INSTRUCTIONS TO FOLLOW: Transcribe the stretch of entries below from the line with "the connection manager" through the line with "system operation failed.", exactly and with both ends included; leave out all other lines.

----

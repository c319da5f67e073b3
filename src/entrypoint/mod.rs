//! Worker-process side of the pool protocol.
//!
//! A worker reads one line-terminated [`TaskEnvelope`] from its input, runs
//! the named task from a [`TaskRegistry`], writes exactly one
//! [`ResultEnvelope`] and exits with `0` or `1`. The `job-forge exec`
//! subcommand is such a worker; applications that register their own tasks
//! call [`run_stdio`] from their own binary instead.

pub mod builtins;
pub mod registry;

use std::sync::Arc;

use tokio::io::{AsyncBufReadExt, AsyncRead, AsyncWrite, AsyncWriteExt, BufReader};
use tracing::{debug, error};

pub use registry::{TaskRegistry, PANIC_CODE, UNKNOWN_TASK_CODE};

use crate::pool::envelope::RECORD_SEPARATOR;
use crate::pool::{ResultEnvelope, TaskEnvelope, TaskError};
use crate::queue::{register_job_task, HandlerRegistry};

/// Error code reported when the input envelope cannot be read or parsed.
pub const MALFORMED_ENVELOPE_CODE: i32 = 400;

/// Serves one task: reads an envelope from `input`, writes the result to
/// `output` and returns the process exit code.
pub async fn serve<R, W>(registry: &TaskRegistry, input: R, mut output: W) -> i32
where
    R: AsyncRead + Unpin,
    W: AsyncWrite + Unpin,
{
    let result = match read_envelope(input).await {
        Ok(envelope) => {
            debug!(task = %envelope.task, "Executing task");
            registry.call(&envelope.task, envelope.args).await
        }
        Err(error) => Err(error),
    };

    let envelope = match result {
        Ok(value) => ResultEnvelope::ok(value),
        Err(error) => ResultEnvelope::err(error),
    };

    let bytes = match envelope.encode() {
        Ok(bytes) => bytes,
        Err(e) => {
            error!(error = %e, "Failed to encode result envelope");
            return 1;
        }
    };

    if let Err(e) = write_all(&mut output, &bytes).await {
        error!(error = %e, "Failed to write result envelope");
        return 1;
    }

    envelope.exit_code()
}

/// Serves one task over the process's own stdin/stdout.
pub async fn run_stdio(registry: &TaskRegistry) -> i32 {
    serve(registry, tokio::io::stdin(), tokio::io::stdout()).await
}

/// Built-in job handlers.
pub fn default_handlers() -> HandlerRegistry {
    let mut handlers = HandlerRegistry::new();
    builtins::register_handlers(&mut handlers);
    handlers
}

/// A registry with the built-in tasks, plus `queue.job` running jobs
/// through `handlers`.
pub fn registry_with_handlers(handlers: HandlerRegistry) -> TaskRegistry {
    let mut registry = TaskRegistry::new();
    builtins::register(&mut registry);
    register_job_task(&mut registry, Arc::new(handlers));
    registry
}

/// A registry with the built-in tasks and job handlers.
pub fn default_registry() -> TaskRegistry {
    registry_with_handlers(default_handlers())
}

async fn read_envelope<R: AsyncRead + Unpin>(input: R) -> Result<TaskEnvelope, TaskError> {
    let mut reader = BufReader::new(input);
    let mut line = Vec::new();
    reader
        .read_until(RECORD_SEPARATOR, &mut line)
        .await
        .map_err(|e| {
            TaskError::new(format!("failed to read task envelope: {}", e))
                .with_code(MALFORMED_ENVELOPE_CODE)
        })?;

    TaskEnvelope::decode(&line).map_err(|e| {
        TaskError::new(format!("invalid task envelope: {}", e)).with_code(MALFORMED_ENVELOPE_CODE)
    })
}

async fn write_all<W: AsyncWrite + Unpin>(output: &mut W, bytes: &[u8]) -> std::io::Result<()> {
    output.write_all(bytes).await?;
    output.flush().await
}
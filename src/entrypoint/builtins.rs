//! Tasks and job handlers available in every `job-forge` worker process.
//!
//! Tasks:
//! - `echo`: returns its arguments unchanged
//! - `sleep`: sleeps `ms` milliseconds and reports when it ran
//! - `fail`: fails with `message` and `code`
//!
//! Job types:
//! - `echo`: returns the job data
//! - `log`: logs the job data
//! - `sleep`: sleeps `ms` milliseconds
//! - `fail`: fails with `message`

use std::time::Duration;

use chrono::Utc;
use serde_json::{json, Value};

use super::TaskRegistry;
use crate::pool::TaskError;
use crate::queue::{HandlerRegistry, Job};

pub fn register(registry: &mut TaskRegistry) {
    registry
        .register("echo", |args| async move { Ok(args) })
        .register("sleep", |args: Value| async move {
            let ms = args.get("ms").and_then(Value::as_u64).unwrap_or(0);
            let started_ms = Utc::now().timestamp_millis();
            tokio::time::sleep(Duration::from_millis(ms)).await;
            Ok(json!({
                "pid": std::process::id(),
                "started_ms": started_ms,
                "finished_ms": Utc::now().timestamp_millis(),
            }))
        })
        .register("fail", |args: Value| async move {
            let message = args
                .get("message")
                .and_then(Value::as_str)
                .unwrap_or("task failed")
                .to_string();
            let code = args.get("code").and_then(Value::as_i64).unwrap_or(1) as i32;
            Err(TaskError::new(message).with_code(code))
        });
}

pub fn register_handlers(handlers: &mut HandlerRegistry) {
    handlers
        .register_fn("echo", |job: Job| async move { Ok(job.data().clone()) })
        .register_fn("log", |job: Job| async move {
            tracing::info!(job_id = %job.id(), data = %job.data(), "Job log");
            Ok(Value::Null)
        })
        .register_fn("sleep", |job: Job| async move {
            let ms = job.data().get("ms").and_then(Value::as_u64).unwrap_or(0);
            tokio::time::sleep(Duration::from_millis(ms)).await;
            Ok(json!({"slept_ms": ms}))
        })
        .register_fn("fail", |job: Job| async move {
            let message = job
                .data()
                .get("message")
                .and_then(Value::as_str)
                .unwrap_or("job failed")
                .to_string();
            Err(anyhow::anyhow!(message))
        });
}

#[cfg(test)]
mod tests {
    use super::*;

    fn registry() -> TaskRegistry {
        let mut registry = TaskRegistry::new();
        register(&mut registry);
        registry
    }

    #[tokio::test]
    async fn test_echo() {
        let args = json!({"nested": {"list": [1, "two", null]}});
        assert_eq!(registry().call("echo", args.clone()).await, Ok(args));
    }

    #[tokio::test]
    async fn test_sleep_reports_window() {
        let result = registry()
            .call("sleep", json!({"ms": 20}))
            .await
            .expect("sleep succeeds");
        let started = result["started_ms"].as_i64().expect("started");
        let finished = result["finished_ms"].as_i64().expect("finished");
        assert!(finished - started >= 19);
        assert_eq!(result["pid"], json!(std::process::id()));
    }

    #[tokio::test]
    async fn test_job_handlers() {
        use crate::queue::{run_job, JobRecord};

        let mut handlers = HandlerRegistry::new();
        register_handlers(&mut handlers);
        assert_eq!(handlers.job_types(), vec!["echo", "fail", "log", "sleep"]);

        let job = |job_type: &str, data: Value| {
            Job::from_record("file", "default", JobRecord::new(job_type, data, 0)).expect("job")
        };
        assert_eq!(
            run_job(&handlers, &job("echo", json!([1, 2]))).await,
            Ok(json!([1, 2]))
        );
        let err = run_job(&handlers, &job("fail", json!({"message": "no"})))
            .await
            .unwrap_err();
        assert_eq!(err.message, "no");
    }

    #[tokio::test]
    async fn test_fail() {
        let err = registry()
            .call("fail", json!({"message": "nope", "code": 9}))
            .await
            .unwrap_err();
        assert_eq!(err.message, "nope");
        assert_eq!(err.code, 9);
    }
}
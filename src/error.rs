//! Error types for job-forge operations.
//!
//! Defines the error types for each subsystem:
//! - Process pool (spawning, timeouts, wire envelopes, capacity)
//! - Queue drivers and the connection manager
//! - Configuration loading and validation
//! - The queue worker daemon
//!
//! Per-task failures are not errors at this level: they travel as
//! [`crate::pool::TaskError`] values inside result envelopes and are
//! routed to the pool's failure callback.

use std::time::Duration;

use thiserror::Error;

/// Errors raised by the process pool to its caller.
#[derive(Debug, Error)]
pub enum PoolError {
    /// The worker process could not be created.
    #[error("Failed to spawn worker process '{program}': {reason}")]
    Spawn { program: String, reason: String },

    /// A process did not finish before its deadline and was killed.
    #[error("Process {pid} timed out after {timeout:?}")]
    Timeout { pid: u32, timeout: Duration },

    /// An envelope could not be encoded or the child's output was malformed.
    #[error("Malformed task envelope: {0}")]
    Serialization(String),

    /// A process was requested while the pool was already at capacity.
    #[error("Pool overflow: concurrency limit of {limit} reached")]
    Overflow { limit: usize },

    /// Channel I/O with a child process failed.
    #[error("IO error: {0}")]
    Io(#[from] std::io::Error),
}

impl From<serde_json::Error> for PoolError {
    fn from(err: serde_json::Error) -> Self {
        PoolError::Serialization(err.to_string())
    }
}

/// Errors that can occur during queue operations.
#[derive(Debug, Error)]
pub enum QueueError {
    /// Failed to connect to the backing store.
    #[error("Queue connection failed: {0}")]
    ConnectionFailed(String),

    /// Redis operation failed.
    #[error("Redis operation failed: {0}")]
    Redis(#[from] redis::RedisError),

    /// Failed to (de)serialize a job record.
    #[error("Serialization failed: {0}")]
    Serialization(#[from] serde_json::Error),

    /// File system operation failed.
    #[error("IO error: {0}")]
    Io(#[from] std::io::Error),

    /// No connection with this name is configured.
    #[error("Queue connection '{0}' is not configured")]
    UnknownConnection(String),

    /// No factory is registered for the connection's driver kind.
    #[error("No driver factory registered for '{0}'")]
    UnsupportedDriver(String),

    /// A queue name that cannot be mapped to storage.
    #[error("Invalid queue name '{0}'")]
    InvalidQueueName(String),
}

/// Errors that can occur while loading or validating configuration.
#[derive(Debug, Error)]
pub enum ConfigError {
    /// An environment variable or option has an invalid value.
    #[error("Invalid value for {key}: {message}")]
    InvalidValue { key: String, message: String },

    /// Configuration validation failed.
    #[error("Configuration validation failed: {0}")]
    ValidationFailed(String),

    /// IO error while reading configuration.
    #[error("IO error: {0}")]
    Io(#[from] std::io::Error),

    /// The configuration file is not valid YAML for the expected schema.
    #[error("YAML error: {0}")]
    Yaml(#[from] serde_yaml::Error),
}

/// Errors that stop the queue worker daemon.
///
/// Individual job failures never surface here; they are turned into
/// release-or-fail decisions inside the loop.
#[derive(Debug, Error)]
pub enum WorkerError {
    /// The queue connection could not be resolved.
    #[error("Queue error: {0}")]
    Queue(#[from] QueueError),

    /// The pool failed outside of per-task execution.
    #[error("Pool error: {0}")]
    Pool(#[from] PoolError),

    /// Worker processes could not be spawned repeatedly; the entrypoint is
    /// most likely misconfigured.
    #[error("Giving up after {attempts} consecutive spawn failures: {last}")]
    Spawn { attempts: u32, last: String },

    /// Worker processes do not serve every job type the worker was given.
    #[error("Worker processes have no handler for job types: {}", missing.join(", "))]
    MissingHandlers { missing: Vec<String> },

    /// A worker process could not report the job types it serves.
    #[error("Worker handler check failed: {0}")]
    HandlerCheck(String),
}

----

EXERCISE RESULT:
//! - Queue drivers and the connection manager
//! - Configuration loading and validation
//! - The queue worker daemon
//!
//! Per-task failures are not errors at this level: they travel as
//! [`crate::pool::TaskError`] values inside result envelopes and are
//! routed to the pool's failure callback.

use std::time::Duration;

use thiserror::Error;

/// Errors raised by the process pool to its caller.
#[derive(Debug, Error)]
pub enum PoolError {
    /// The worker process could not be created.
    #[error("Failed to spawn worker process '{program}': {reason}")]
    Spawn { program: String, reason: String },

    /// A process did not finish before its deadline and was killed.
    #[error("Process {pid} timed out after {timeout:?}")]
    Timeout { pid: u32, timeout: Duration },

    /// An envelope could not be encoded or the child's output was malformed.
    #[error("Malformed task envelope: {0}")]
    Serialization(String),

    /// A process was requested while the pool was already at capacity.
    #[error("Pool overflow: concurrency limit of {limit} reached")]
    Overflow { limit: usize },

    /// Channel I/O with a child process failed.
    #[error("IO error: {0}")]
    Io(#[from] std::io::Error),
}

impl From<serde_json::Error> for PoolError {
    fn from(err: serde_json::Error) -> Self {
        PoolError::Serialization(err.to_string())
    }
}

/// Errors that can occur during queue operations.
#[derive(Debug, Error)]
pub enum QueueError {
    /// Failed to connect to the backing store.
    #[error("Queue connection failed: {0}")]
    ConnectionFailed(String),

    /// Redis operation failed.
    #[error("Redis operation failed: {0}")]
    Redis(#[from] redis::RedisError),

    /// Failed to (de)serialize a job record.
    #[error("Serialization failed: {0}")]
    Serialization(#[from] serde_json::Error),

    /// File system operation failed.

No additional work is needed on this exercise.